The big tech news is the recent torrent of capital to Africa Internet Group (AIG)—which owns online retailer Jumia and 9 other e-ventures.
AIG announced €300 million ($326 million) in funding from backers including Goldman Sachs and MTN. CEO Sacha Poignonnec confirmed the new financing brings company equity to €1.005bn ($1.08bn). This clears the hurdle for AIG to become Africa’s first startup unicorn.
While the company would not provide a full round breakdown, it includes the €75 million ($83 million) AXA Insurance commitment TechCrunch recently reported AIG’s best funded ecommerce startup Jumia received over $200 million from 2012-2014 and is valued at $555 billion.
There are a couple key takeaways here. First, this big name money is a symbolic vote of confidence in the value proposition of e-commerce tapping Africa’s growing consumer power. AIG’s extensive startup network includes online platforms across hotel (Jovago), fashion (Zando), employment (Everjobs), real estate (Lamudi), and transportation (EasyTaxi) services.
Second, the recent growth of startups such as AIG and imminent fintech unicorn Interswitch indicate new dynamics in African markets. Even as Nigeria, the continent’s largest economy and oil-producer, takes hits from lower commodities prices and China’s downturn it is still producing billion dollar tech companies.
On tech creating new African opportunities, commercial drone startups on the continent have taken off. South Africa’s Rocketmine provides “aerial data solutions” in mining, agriculture, and civil engineering. It expects to book just over $1 million in revenue in 2016, CEO Chris Clark told TechCrunch in this feature on Africa’s drone markets.
Ghana’s Aeroshutter offers aerial photography, commercial property surveillance, and ads for a client list including Best Western, TEDx, and Vodaphone. Both ventures precede the anticipated debut of commercial drone delivery in Africa, which could be one to two years off.

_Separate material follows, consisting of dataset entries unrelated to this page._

use axum::{
    extract::rejection::JsonRejection,
    http::StatusCode,
    response::{IntoResponse, Response},
    Json,
};
use serde::{Deserialize, Serialize};

/// Main application error type
#[derive(Debug, thiserror::Error)]
pub enum AppError {
    #[error("Invalid input: {0}")]
    BadRequest(String),

    #[error("Resource not found: {0}")]
    NotFound(String),

    #[error("Unprocessable request: {0}")]
    Unprocessable(String),

    #[error("Internal server error: {0}")]
    Internal(String),
}

/// Error body: just a message, the status code carries the kind
#[derive(Debug, Serialize, Deserialize)]
pub struct ErrorResponse {
    pub message: String,
}

impl AppError {
    pub fn status_code(&self) -> StatusCode {
        match self {
            Self::BadRequest(_) => StatusCode::BAD_REQUEST,
            Self::NotFound(_) => StatusCode::NOT_FOUND,
            Self::Unprocessable(_) => StatusCode::UNPROCESSABLE_ENTITY,
            Self::Internal(_) => StatusCode::INTERNAL_SERVER_ERROR,
        }
    }

    pub fn to_response(&self) -> ErrorResponse {
        ErrorResponse {
            message: self.to_string(),
        }
    }
}

/// Malformed or mistyped JSON bodies
impl From<JsonRejection> for AppError {
    fn from(rejection: JsonRejection) -> Self {
        AppError::Unprocessable(rejection.body_text())
    }
}

impl IntoResponse for AppError {
    fn into_response(self) -> Response {
        let status = self.status_code();
        if status.is_server_error() {
            tracing::error!(error = %self, status = %status.as_u16(), "Request failed");
        } else {
            tracing::warn!(error = %self, status = %status.as_u16(), "Request rejected");
        }

        (status, Json(self.to_response())).into_response()
    }
}

/// Custom result type for the application
pub type AppResult<T> = Result<T, AppError>;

IBM Research Africa entered its third year in Kenya. The blue chip company opened a $100 million research lab in Nairobi in 2013 and is re-creating a Watson-inspired African tech platform—dubbed Lucy—to “solve the continent’s grand challenges.” IBM’s Research Africa’s work is definitely more pocket-protector tech than the hoodie startup variety. TechCrunch caught up with IBM’s Dr. Kamal Bhattacharya on the Africa lab’s progress to date and plans to open a new research lab in South Africa later this year.

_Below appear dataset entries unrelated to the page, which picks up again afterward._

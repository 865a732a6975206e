pub mod news_api;
pub mod social;
pub mod tmdb;

pub use news_api::NewsApiSource;
pub use social::SocialSource;
pub use tmdb::TmdbSource;

use crate::domain::content::SourceError;
use std::time::Duration;

/// Shared HTTP client for every content source
pub fn build_http_client(timeout: Duration) -> reqwest::Result<reqwest::Client> {
    reqwest::Client::builder()
        .timeout(timeout)
        .user_agent(concat!("content-dashboard-backend/", env!("CARGO_PKG_VERSION")))
        .build()
}

/// Send a prepared request and decode its JSON body
async fn fetch_json<T: serde::de::DeserializeOwned>(
    upstream: &'static str,
    request: reqwest::RequestBuilder,
) -> Result<T, SourceError> {
    let response = request.send().await.map_err(|e| SourceError::Http {
        upstream,
        message: e.to_string(),
    })?;

    let status = response.status();
    if !status.is_success() {
        tracing::warn!(upstream, status = status.as_u16(), "Content source returned an error status");
        return Err(SourceError::Status {
            upstream,
            status: status.as_u16(),
        });
    }

    response.json::<T>().await.map_err(|e| SourceError::Decode {
        upstream,
        message: e.to_string(),
    })
}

In industry movements, Juliana Rotichannounced she would step down as executive director of global software company Ushahidi to join Africa Technology Ventures, where’ll she’ll assist in raising a $50 million VC fund. The Kenyan tech leader (along with cohorts Erik Hersman, Ory Okolloh, and Daudi Were) is an architect of many Silicon Savannah hallmarks: e.g., Ushahidi, the iHUB innovation center, and the solar powered mobile Wi-Fi device BRCK.

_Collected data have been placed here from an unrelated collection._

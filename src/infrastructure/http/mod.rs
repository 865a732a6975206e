pub mod request_id;

use axum::{
    body::Body,
    http::{header::InvalidHeaderValue, HeaderValue, Method, Request},
    middleware,
    routing::{get, post, put},
    Router,
};
use std::sync::Arc;
use tower::ServiceBuilder;
use tower_http::{
    cors::{Any, CorsLayer},
    trace::TraceLayer,
};
use tracing::Span;

pub use request_id::{request_id_middleware, RequestId, X_REQUEST_ID};

use crate::controllers::{
    favorites::FavoritesController, feed::FeedController, health,
    preferences::PreferencesController, search::SearchController, trending::TrendingController,
};
use crate::domain::content::ContentService;
use crate::infrastructure::config::Config;

/// Everything the router hands to handlers as state
pub struct AppControllers {
    pub content_service: Arc<ContentService>,
    pub feed: Arc<FeedController>,
    pub trending: Arc<TrendingController>,
    pub preferences: Arc<PreferencesController>,
    pub favorites: Arc<FavoritesController>,
    pub search: Arc<SearchController>,
}

/// Request span tagged with the id minted by `request_id_middleware`
fn make_request_span(request: &Request<Body>) -> Span {
    let request_id = request
        .extensions()
        .get::<RequestId>()
        .map(|id| id.0.as_str())
        .unwrap_or("-");

    tracing::info_span!(
        "http_request",
        method = %request.method(),
        uri = %request.uri(),
        request_id = %request_id,
    )
}

fn cors_layer(allowed_origin: Option<&str>) -> Result<CorsLayer, InvalidHeaderValue> {
    let layer = CorsLayer::new()
        .allow_methods([
            Method::GET,
            Method::POST,
            Method::PUT,
            Method::PATCH,
            Method::DELETE,
        ])
        .allow_headers(Any);

    Ok(match allowed_origin {
        Some(origin) => layer.allow_origin(origin.parse::<HeaderValue>()?),
        None => layer.allow_origin(Any),
    })
}

/// Build the application router with all routes and middleware
pub fn build_router(
    controllers: AppControllers,
    allowed_origin: Option<&str>,
) -> Result<Router, InvalidHeaderValue> {
    let feed_routes = Router::new()
        .route("/api/feed", get(FeedController::get_feed))
        .with_state(controllers.feed);

    let trending_routes = Router::new()
        .route("/api/trending", get(TrendingController::get_trending))
        .with_state(controllers.trending);

    let preferences_routes = Router::new()
        .route(
            "/api/preferences",
            get(PreferencesController::get_preferences)
                .put(PreferencesController::replace_preferences),
        )
        .route(
            "/api/preferences/validate",
            post(PreferencesController::validate_preferences),
        )
        .route("/api/preferences/stats", get(PreferencesController::get_stats))
        .route(
            "/api/preferences/reset",
            post(PreferencesController::reset_preferences),
        )
        .route(
            "/api/preferences/categories/:categoryId",
            axum::routing::patch(PreferencesController::update_category),
        )
        .with_state(controllers.preferences);

    let favorites_routes = Router::new()
        .route("/api/favorites", get(FavoritesController::list_favorites))
        .route(
            "/api/favorites/:contentId",
            put(FavoritesController::add_favorite).delete(FavoritesController::remove_favorite),
        )
        .route(
            "/api/content/:contentId/read",
            post(FavoritesController::mark_read),
        )
        .with_state(controllers.favorites);

    let search_routes = Router::new()
        .route("/api/search", get(SearchController::search))
        .with_state(controllers.search);

    let app = Router::new()
        .route("/health", get(health::health))
        .route("/health/ready", get(health::health_ready))
        .with_state(controllers.content_service)
        .merge(feed_routes)
        .merge(trending_routes)
        .merge(preferences_routes)
        .merge(favorites_routes)
        .merge(search_routes)
        .layer(
            ServiceBuilder::new()
                .layer(middleware::from_fn(request_id_middleware))
                .layer(TraceLayer::new_for_http().make_span_with(make_request_span))
                .layer(cors_layer(allowed_origin)?),
        );

    Ok(app)
}

/// Bind the configured address and serve until the process stops
pub async fn start_http_server(
    config: &Config,
    app: Router,
) -> Result<(), Box<dyn std::error::Error>> {
    let listener =
        tokio::net::TcpListener::bind(format!("{}:{}", config.host, config.port)).await?;

    tracing::info!("Server listening on {}", listener.local_addr()?);

    axum::serve(listener, app).await?;

    Ok(())
}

African developers from the Andela talent accelerator are filtering into positions at Fortune 500 companies around the world. So confirmed CEO Jeremy Johnson while giving me a tour of Andela’s New York offices. The U.S. founded company (backed by investors such as Steve Case, FB founder Chris Hughes, and the Omidyar Network) has fellows programs in Nigeria and Kenya to train the top one percent of African techies to become coders at global startups and blue chip companies.